En breve conmemoraremos 490 años de la fundación de nuestra ciudad por el hombre de la estatua errante. Ad portas de cumplir medio milenio, cabe preguntarse por el papel cumplido por la Ciudad de los Reyes (el acto de fundación estaba planeado originalmente para el 6 de enero, cuando el calendario cristiano recuerda la llegada de los reyes magos) en nuestro devenir nacional.
Por un lado, Lima ha representado la continuidad entre las épocas colonial e independiente o, si se prefiere, virreinal y republicana. Que el centro político de países decididamente centralistas como los latinoamericanos sea hoy (con la única salvedad de Brasil) la misma ciudad que fue su asiento de gobierno cuando no eran más que provincias de vastos imperios es una muestra de la consolidación del proyecto colonizador europeo en América y de la continuidad de sus élites, más allá de la brecha entre criollos y chapetones, creada coyunturalmente por estas tierras.
El hecho de que el centro político de nuestro país fuese geográficamente un puerto, y así el nexo entre el antiguo país de los incas y la metrópolis europea, marcó profundamente su destino. No sería su meta la autarquía económica o una organización de la nación hacia adentro, sino la integración al mundo, a cuya dinámica la sociedad y la economía local deberían acomodarse. Nótese que fuimos el único de los países andinos cuya capital fue fijada en una ciudad costera.
No deja de resultar curioso que, durante la era colonial, cuando dicha integración al mundo obró como un mandato imperativo y formal, la capital nunca reunió a más de un 5% de la población, mientras que, en la era independiente, cuando el comercio y las relaciones internacionales fueron acciones voluntarias, su población haya llegado a acumular a nada menos que un 30% del país.

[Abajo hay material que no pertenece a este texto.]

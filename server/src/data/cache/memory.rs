//! In-memory cache backend.
//!
//! moka handles the main key space with per-entry TTLs; hash keys (only the
//! auth users hash in practice) live in a plain locked map since they are
//! few and long-lived.

use std::collections::HashMap;
use std::time::{Duration, Instant};

use async_trait::async_trait;
use moka::Expiry;
use moka::future::Cache;
use parking_lot::RwLock;

use super::backend::CacheBackend;
use super::error::CacheError;

const DEFAULT_MAX_ENTRIES: u64 = 100_000;

#[derive(Clone)]
struct CacheEntry {
    data: Vec<u8>,
    ttl: Option<Duration>,
}

struct VariableTtlExpiry;

impl Expiry<String, CacheEntry> for VariableTtlExpiry {
    fn expire_after_create(
        &self,
        _key: &String,
        value: &CacheEntry,
        _created_at: Instant,
    ) -> Option<Duration> {
        value.ttl
    }

    fn expire_after_update(
        &self,
        _key: &String,
        value: &CacheEntry,
        _updated_at: Instant,
        _duration_until_expiry: Option<Duration>,
    ) -> Option<Duration> {
        value.ttl
    }

    fn expire_after_read(
        &self,
        _key: &String,
        _value: &CacheEntry,
        _read_at: Instant,
        duration_until_expiry: Option<Duration>,
        _last_modified_at: Instant,
    ) -> Option<Duration> {
        duration_until_expiry
    }
}

pub struct InMemoryCache {
    cache: Cache<String, CacheEntry>,
    hashes: RwLock<HashMap<String, HashMap<String, String>>>,
}

impl InMemoryCache {
    pub fn new() -> Self {
        let cache = Cache::builder()
            .max_capacity(DEFAULT_MAX_ENTRIES)
            .expire_after(VariableTtlExpiry)
            .build();

        Self {
            cache,
            hashes: RwLock::new(HashMap::new()),
        }
    }

    /// Seed a hash field (test fixture for the auth fast path)
    pub fn hset(&self, key: &str, field: &str, value: &str) {
        self.hashes
            .write()
            .entry(key.to_string())
            .or_default()
            .insert(field.to_string(), value.to_string());
    }
}

impl Default for InMemoryCache {
    fn default() -> Self {
        Self::new()
    }
}

#[async_trait]
impl CacheBackend for InMemoryCache {
    async fn get(&self, key: &str) -> Result<Option<Vec<u8>>, CacheError> {
        Ok(self.cache.get(key).await.map(|e| e.data))
    }

    async fn set(
        &self,
        key: &str,
        value: Vec<u8>,
        ttl: Option<Duration>,
    ) -> Result<(), CacheError> {
        self.cache
            .insert(key.to_string(), CacheEntry { data: value, ttl })
            .await;
        Ok(())
    }

    async fn delete(&self, key: &str) -> Result<bool, CacheError> {
        Ok(self.cache.remove(key).await.is_some())
    }

    async fn exists(&self, key: &str) -> Result<bool, CacheError> {
        Ok(self.cache.contains_key(key))
    }

    async fn hget(&self, key: &str, field: &str) -> Result<Option<String>, CacheError> {
        Ok(self
            .hashes
            .read()
            .get(key)
            .and_then(|h| h.get(field))
            .cloned())
    }

    async fn delete_pattern(&self, pattern: &str) -> Result<u64, CacheError> {
        // Only trailing-star globs are used in practice
        let prefix = pattern.strip_suffix('*').unwrap_or(pattern);
        let keys: Vec<String> = self
            .cache
            .iter()
            .filter(|(k, _)| k.starts_with(prefix))
            .map(|(k, _)| k.as_ref().clone())
            .collect();

        let mut deleted = 0u64;
        for key in keys {
            if self.cache.remove(&key).await.is_some() {
                deleted += 1;
            }
        }
        Ok(deleted)
    }

    async fn health_check(&self) -> Result<(), CacheError> {
        Ok(())
    }

    fn backend_name(&self) -> &'static str {
        "memory"
    }
}

#[cfg(test)]
mod tests {
    use super::*;

    #[tokio::test]
    async fn set_get_delete() {
        let cache = InMemoryCache::new();
        cache.set("k", b"v".to_vec(), None).await.unwrap();
        assert_eq!(cache.get("k").await.unwrap(), Some(b"v".to_vec()));
        assert!(cache.delete("k").await.unwrap());
        assert_eq!(cache.get("k").await.unwrap(), None);
    }

    #[tokio::test]
    async fn ttl_expires_entries() {
        let cache = InMemoryCache::new();
        cache
            .set("k", b"v".to_vec(), Some(Duration::from_millis(20)))
            .await
            .unwrap();
        assert!(cache.exists("k").await.unwrap());
        tokio::time::sleep(Duration::from_millis(50)).await;
        assert_eq!(cache.get("k").await.unwrap(), None);
    }

    #[tokio::test]
    async fn hget_reads_seeded_fields() {
        let cache = InMemoryCache::new();
        cache.hset("users:auth", "field1", "42");
        assert_eq!(
            cache.hget("users:auth", "field1").await.unwrap(),
            Some("42".to_string())
        );
        assert_eq!(cache.hget("users:auth", "other").await.unwrap(), None);
    }

    #[tokio::test]
    async fn delete_pattern_removes_matching_keys() {
        let cache = InMemoryCache::new();
        cache
            .set("events:list:page:1:size:5", b"a".to_vec(), None)
            .await
            .unwrap();
        cache
            .set("events:list:page:2:size:5", b"b".to_vec(), None)
            .await
            .unwrap();
        cache.set("other", b"c".to_vec(), None).await.unwrap();

        let deleted = cache.delete_pattern("events:list:*").await.unwrap();
        assert_eq!(deleted, 2);
        assert!(cache.exists("other").await.unwrap());
    }
}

Este desmesurado crecimiento, que básicamente corresponde a los últimos cien años, nos habla, por un lado, del avance de la medicina y los caminos, cuyos vacíos frenaron antes la migración de los peruanos hacia la capital, pero, por el otro, pone en evidencia nuestro sólido y también desmesurado centralismo, que ha hecho de la tres veces coronada villa el lugar de residencia más deseado por los habitantes de esta república.
En nuestra historia económica, Lima ha cumplido un papel modernizador, tanto por su tamaño como por introducir nuevos productos, ideas y tecnologías. Pero en política ha jugado el papel conservador que le correspondía como sede del poder. Fue el estado mayor y el cuartel general del que partieron las órdenes y las huestes pacificadoras que aplastaron rebeliones como la de Gonzalo Pizarro o la de Túpac Amaru, que en los siglos XVI y XVIII intentaron un cambio político significativo. En la hora de crisis de la monarquía borbónica que culminó en el desmembramiento del imperio, su primera opción no fue la independencia, sino un autogobierno moderado, que terminó convenciendo a antiguos radicales como San Martín y Monteagudo, para finalmente ser derrotada por Bolívar.
En la era republicana, Lima no ha destacado como escenario de grandes movilizaciones populares contra el orden establecido. Lo más cercano a ello fueron las jornadas de julio de 1872 contra el intento golpista de los hermanos Gutiérrez, las huelgas de 1975-1977 contra el gobierno militar y, en este siglo, las movilizaciones de julio del 2000 y las que terminaron con el gobierno de Manuel Merino. Pero ningún levantamiento digno de reseña ocurrió durante los tres años de ocupación de la guerra del salitre.
Basadre dijo alguna vez de Arequipa que era como una pistola apuntando hacia Lima. Hoy podríamos decir lo mismo de todo el sur, como una reacción natural contra el centralismo capitalino. Pero la población limeña se compone hoy sobre todo de hijos de migrantes, de modo que algo parece cambiar en el ánimo del peruano del interior cuando se instala en este puerto medio milenario.